What is required: A complete answer lists every line of the material where the string "states" occurs.

Available records:
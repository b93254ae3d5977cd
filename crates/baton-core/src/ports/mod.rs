//! Ports - seams to the outside world.
//!
//! Each trait hides one external collaborator so the lock and the merger can
//! be exercised in-process: the remote document store, time, identity
//! minting, and transition observation.

pub mod clock;
pub mod document_store;
pub mod event_sink;
pub mod id_generator;

pub use self::clock::{Clock, SystemClock};
pub use self::document_store::{Blob, BlobId, DocumentStore, StoreError};
pub use self::event_sink::{EventSink, TracingEventSink};
pub use self::id_generator::{IdGenerator, UlidGenerator};
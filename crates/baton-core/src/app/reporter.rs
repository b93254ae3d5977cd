//! Reporter - post or update one report in the shared document.
//!
//! Wires the pieces together: the coordinator takes the lock and the merger
//! is the mutation applied while it is held.
//!
//! # Fail-fast construction
//! `ReporterBuilder::build()` validates the configuration up front (domain
//! key present, timing usable) so a misconfigured job fails before touching
//! the store.

use tracing::info;

use crate::app::context::LockContext;
use crate::app::coordinator::LockCoordinator;
use crate::document::DocumentMerger;
use crate::domain::{BatonError, LockTiming, ReportFragment, TimingError, WriterId};
use crate::ports::{
    Blob, Clock, DocumentStore, EventSink, IdGenerator, SystemClock, TracingEventSink,
    UlidGenerator,
};

/// Merge `fragment` into the document of `context`'s domain, creating the
/// document if it does not exist yet. Returns the final blob.
pub async fn post_or_update_report<S, C, E>(
    coordinator: &mut LockCoordinator<C, E>,
    store: &S,
    context: &LockContext,
    merger: &DocumentMerger,
    fragment: &ReportFragment,
) -> Result<Blob, BatonError>
where
    S: DocumentStore + ?Sized,
    C: Clock,
    E: EventSink,
{
    info!(
        report = %fragment.report_id,
        run = fragment.run_number,
        writer = context.owner_id(),
        "posting report"
    );
    coordinator
        .acquire_and_apply(store, context, |current| merger.merge(current, fragment))
        .await
}

#[derive(Debug, thiserror::Error)]
pub enum BuildError {
    #[error("a coordination domain key is required")]
    MissingDomainKey,

    #[error("invalid lock timing: {0}")]
    InvalidTiming(#[from] TimingError),

    #[error(transparent)]
    Context(#[from] BatonError),
}

pub struct ReporterBuilder<C = SystemClock, E = TracingEventSink> {
    domain_key: Option<String>,
    writer_id: Option<WriterId>,
    timing: LockTiming,
    heading: Option<String>,
    seed: Option<u64>,
    clock: C,
    events: E,
}

impl ReporterBuilder {
    pub fn new() -> Self {
        Self {
            domain_key: None,
            writer_id: None,
            timing: LockTiming::default(),
            heading: None,
            seed: None,
            clock: SystemClock,
            events: TracingEventSink,
        }
    }
}

impl Default for ReporterBuilder {
    fn default() -> Self {
        Self::new()
    }
}

impl<C: Clock + Clone, E: EventSink> ReporterBuilder<C, E> {
    /// Key of the coordination domain, e.g. `"{workflow}/pr-{number}"`.
    pub fn domain_key(mut self, key: impl Into<String>) -> Self {
        self.domain_key = Some(key.into());
        self
    }

    /// Reuse a writer id, e.g. to resume a lock after a restart. A fresh one
    /// is minted otherwise.
    pub fn writer_id(mut self, id: WriterId) -> Self {
        self.writer_id = Some(id);
        self
    }

    pub fn timing(mut self, timing: LockTiming) -> Self {
        self.timing = timing;
        self
    }

    pub fn heading(mut self, heading: impl Into<String>) -> Self {
        self.heading = Some(heading.into());
        self
    }

    pub fn seed(mut self, seed: u64) -> Self {
        self.seed = Some(seed);
        self
    }

    pub fn clock<C2: Clock + Clone>(self, clock: C2) -> ReporterBuilder<C2, E> {
        ReporterBuilder {
            domain_key: self.domain_key,
            writer_id: self.writer_id,
            timing: self.timing,
            heading: self.heading,
            seed: self.seed,
            clock,
            events: self.events,
        }
    }

    pub fn events<E2: EventSink>(self, events: E2) -> ReporterBuilder<C, E2> {
        ReporterBuilder {
            domain_key: self.domain_key,
            writer_id: self.writer_id,
            timing: self.timing,
            heading: self.heading,
            seed: self.seed,
            clock: self.clock,
            events,
        }
    }

    pub fn build(self) -> Result<Reporter<C, E>, BuildError> {
        let domain_key = self
            .domain_key
            .filter(|key| !key.trim().is_empty())
            .ok_or(BuildError::MissingDomainKey)?;
        self.timing.validate()?;

        let writer_id = match self.writer_id {
            Some(id) => id,
            None => UlidGenerator::new(self.clock.clone()).generate_writer_id(),
        };
        let context = LockContext::new(domain_key, writer_id, self.timing)?;

        let merger = match self.heading {
            Some(heading) => DocumentMerger::new().with_heading(heading),
            None => DocumentMerger::new(),
        };
        let mut coordinator = LockCoordinator::new(self.clock, self.events);
        if let Some(seed) = self.seed {
            coordinator = coordinator.with_seed(seed);
        }

        Ok(Reporter {
            context,
            merger,
            coordinator,
        })
    }
}

/// One writer: its lock context, merger and coordinator.
pub struct Reporter<C = SystemClock, E = TracingEventSink> {
    context: LockContext,
    merger: DocumentMerger,
    coordinator: LockCoordinator<C, E>,
}

impl<C: Clock, E: EventSink> Reporter<C, E> {
    pub fn context(&self) -> &LockContext {
        &self.context
    }

    pub async fn report<S>(
        &mut self,
        store: &S,
        fragment: &ReportFragment,
    ) -> Result<Blob, BatonError>
    where
        S: DocumentStore + ?Sized,
    {
        post_or_update_report(
            &mut self.coordinator,
            store,
            &self.context,
            &self.merger,
            fragment,
        )
        .await
    }
}

#[cfg(test)]
mod tests {
    use super::*;
    use crate::document::markup;
    use crate::impls::{InMemoryDocumentStore, ManualClock, NoopEventSink};
    use std::time::Duration;

    fn builder() -> ReporterBuilder<ManualClock, NoopEventSink> {
        ReporterBuilder::new()
            .clock(ManualClock::new())
            .events(NoopEventSink)
            .seed(1)
    }

    #[test]
    fn build_requires_domain_key() {
        assert!(matches!(builder().build(), Err(BuildError::MissingDomainKey)));
        assert!(matches!(
            builder().domain_key("  ").build(),
            Err(BuildError::MissingDomainKey)
        ));
    }

    #[test]
    fn build_rejects_invalid_timing() {
        let timing = LockTiming::default()
            .with_wait_range(Duration::from_secs(5), Duration::from_secs(1));
        assert!(matches!(
            builder().domain_key("k").timing(timing).build(),
            Err(BuildError::InvalidTiming(TimingError::InvertedWaitRange { .. }))
        ));
    }

    #[test]
    fn build_keeps_given_writer_id() {
        let id: WriterId = "writer-01ARZ3NDEKTSV4RRFFQ69G5FAV".parse().unwrap();
        let reporter = builder().domain_key("k").writer_id(id).build().unwrap();
        assert_eq!(reporter.context().writer_id(), id);
        assert_eq!(reporter.context().owner_id(), "writer-01ARZ3NDEKTSV4RRFFQ69G5FAV");
    }

    #[tokio::test]
    async fn two_reports_end_up_in_one_document() {
        let store = InMemoryDocumentStore::new();
        let mut first = builder().domain_key("wf/pr-3").build().unwrap();
        let mut second = builder().domain_key("wf/pr-3").build().unwrap();

        let a = ReportFragment::new("a", 0, 1).with_detail("<p>A</p>");
        let b = ReportFragment::new("b", 1, 1).with_detail("<p>B</p>");
        first.report(&store, &a).await.unwrap();
        let blob = second.report(&store, &b).await.unwrap();

        assert_eq!(store.blobs().len(), 1);
        assert!(blob.body.contains("<p>A</p>"));
        assert!(blob.body.contains("<p>B</p>"));
        assert!(blob.body.find("<p>A</p>") < blob.body.find("<p>B</p>"));
        assert_eq!(markup::locked_by(&blob.body), None);
        assert_eq!(blob.body.matches(markup::FOOTER_ATTR).count(), 1);
    }

    #[tokio::test]
    async fn other_domains_are_left_alone() {
        let store = InMemoryDocumentStore::new();
        let mut pr3 = builder().domain_key("wf/pr-3").build().unwrap();
        let mut pr4 = builder().domain_key("wf/pr-4").build().unwrap();

        let fragment = ReportFragment::new("a", 0, 1);
        pr3.report(&store, &fragment).await.unwrap();
        pr4.report(&store, &fragment).await.unwrap();

        assert_eq!(store.blobs().len(), 2);
    }
}
//! ManualClock - virtual time for tests and simulations.
//!
//! `sleep` returns immediately after advancing virtual time by the requested
//! duration. Hooks registered with [`ManualClock::on_sleep`] run during each
//! sleep, which is where tests make "the other writer" act.

use std::sync::{Arc, Mutex, MutexGuard, PoisonError};
use std::time::Duration;

use async_trait::async_trait;
use chrono::{DateTime, Utc};

use crate::ports::Clock;

type SleepHook = Box<dyn FnMut(usize, Duration) + Send>;

struct Inner {
    now: DateTime<Utc>,
    elapsed: Duration,
    sleeps: Vec<Duration>,
    hooks: Vec<SleepHook>,
}

/// Cloning shares the same virtual timeline.
#[derive(Clone)]
pub struct ManualClock {
    inner: Arc<Mutex<Inner>>,
}

impl ManualClock {
    pub fn new() -> Self {
        Self::starting_at(DateTime::<Utc>::default())
    }

    pub fn starting_at(now: DateTime<Utc>) -> Self {
        Self {
            inner: Arc::new(Mutex::new(Inner {
                now,
                elapsed: Duration::ZERO,
                sleeps: Vec::new(),
                hooks: Vec::new(),
            })),
        }
    }

    fn lock(&self) -> MutexGuard<'_, Inner> {
        self.inner.lock().unwrap_or_else(PoisonError::into_inner)
    }

    /// Run `hook` during every sleep. It receives the 1-based number of the
    /// sleep and its duration.
    pub fn on_sleep<F>(&self, hook: F)
    where
        F: FnMut(usize, Duration) + Send + 'static,
    {
        self.lock().hooks.push(Box::new(hook));
    }

    pub fn advance(&self, duration: Duration) {
        let mut inner = self.lock();
        inner.elapsed += duration;
        let step =
            chrono::Duration::from_std(duration).unwrap_or_else(|_| chrono::Duration::zero());
        inner.now += step;
    }

    /// Virtual time spent sleeping since creation.
    pub fn elapsed(&self) -> Duration {
        self.lock().elapsed
    }

    /// Every sleep so far, in order.
    pub fn sleeps(&self) -> Vec<Duration> {
        self.lock().sleeps.clone()
    }
}

impl Default for ManualClock {
    fn default() -> Self {
        Self::new()
    }
}

#[async_trait]
impl Clock for ManualClock {
    fn now(&self) -> DateTime<Utc> {
        self.lock().now
    }

    async fn sleep(&self, duration: Duration) {
        self.advance(duration);
        let (number, mut hooks) = {
            let mut inner = self.lock();
            inner.sleeps.push(duration);
            (inner.sleeps.len(), std::mem::take(&mut inner.hooks))
        };
        // Hooks run unlocked so they may use the clock themselves.
        for hook in &mut hooks {
            hook(number, duration);
        }
        {
            let mut inner = self.lock();
            hooks.append(&mut inner.hooks);
            inner.hooks = hooks;
        }
        tokio::task::yield_now().await;
    }
}
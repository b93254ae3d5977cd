//! Domain model: identities, report fragments, lock timing, lock states,
//! errors, and the events the lock emits.

pub mod errors;
pub mod events;
pub mod fragment;
pub mod ids;
pub mod state;
pub mod timing;

pub use self::errors::{BatonError, ErrorKind};
pub use self::events::LockEvent;
pub use self::fragment::ReportFragment;
pub use self::ids::{Id, IdMarker, ParseIdError, Writer, WriterId};
pub use self::state::{AcquiringPhase, CreatingPhase, HoldingPhase, LockState, LockTelemetry};
pub use self::timing::{LockTiming, TimingError};
pub(crate) use self::timing::as_millis;
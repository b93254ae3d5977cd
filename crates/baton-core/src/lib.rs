//! baton-core
//!
//! Lets independent CI jobs share one remote text document (a pull-request
//! comment) that offers no locking of its own.
//!
//! # Modules
//! - **domain**: writer ids, report fragments, lock timing, lock states, errors, events
//! - **document**: markup tree, tolerant parser, markup vocabulary, `DocumentMerger`
//! - **ports**: `DocumentStore`, `Clock`, `IdGenerator`, `EventSink`
//! - **app**: `LockContext`, `LockCoordinator`, `Reporter` / `post_or_update_report`
//! - **impls**: in-memory and directory stores, `ManualClock`, recording sinks

pub mod app;
pub mod document;
pub mod domain;
pub mod impls;
pub mod ports;

pub use self::app::{LockContext, LockCoordinator, Reporter, ReporterBuilder, post_or_update_report};
pub use self::document::DocumentMerger;
pub use self::domain::{BatonError, ErrorKind, LockState, LockTiming, ReportFragment, WriterId};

Output for this task:
//! Domain model: identities, report fragments, lock timing, lock states,
//! - **domain**: writer ids, report fragments, lock timing, lock states, errors, events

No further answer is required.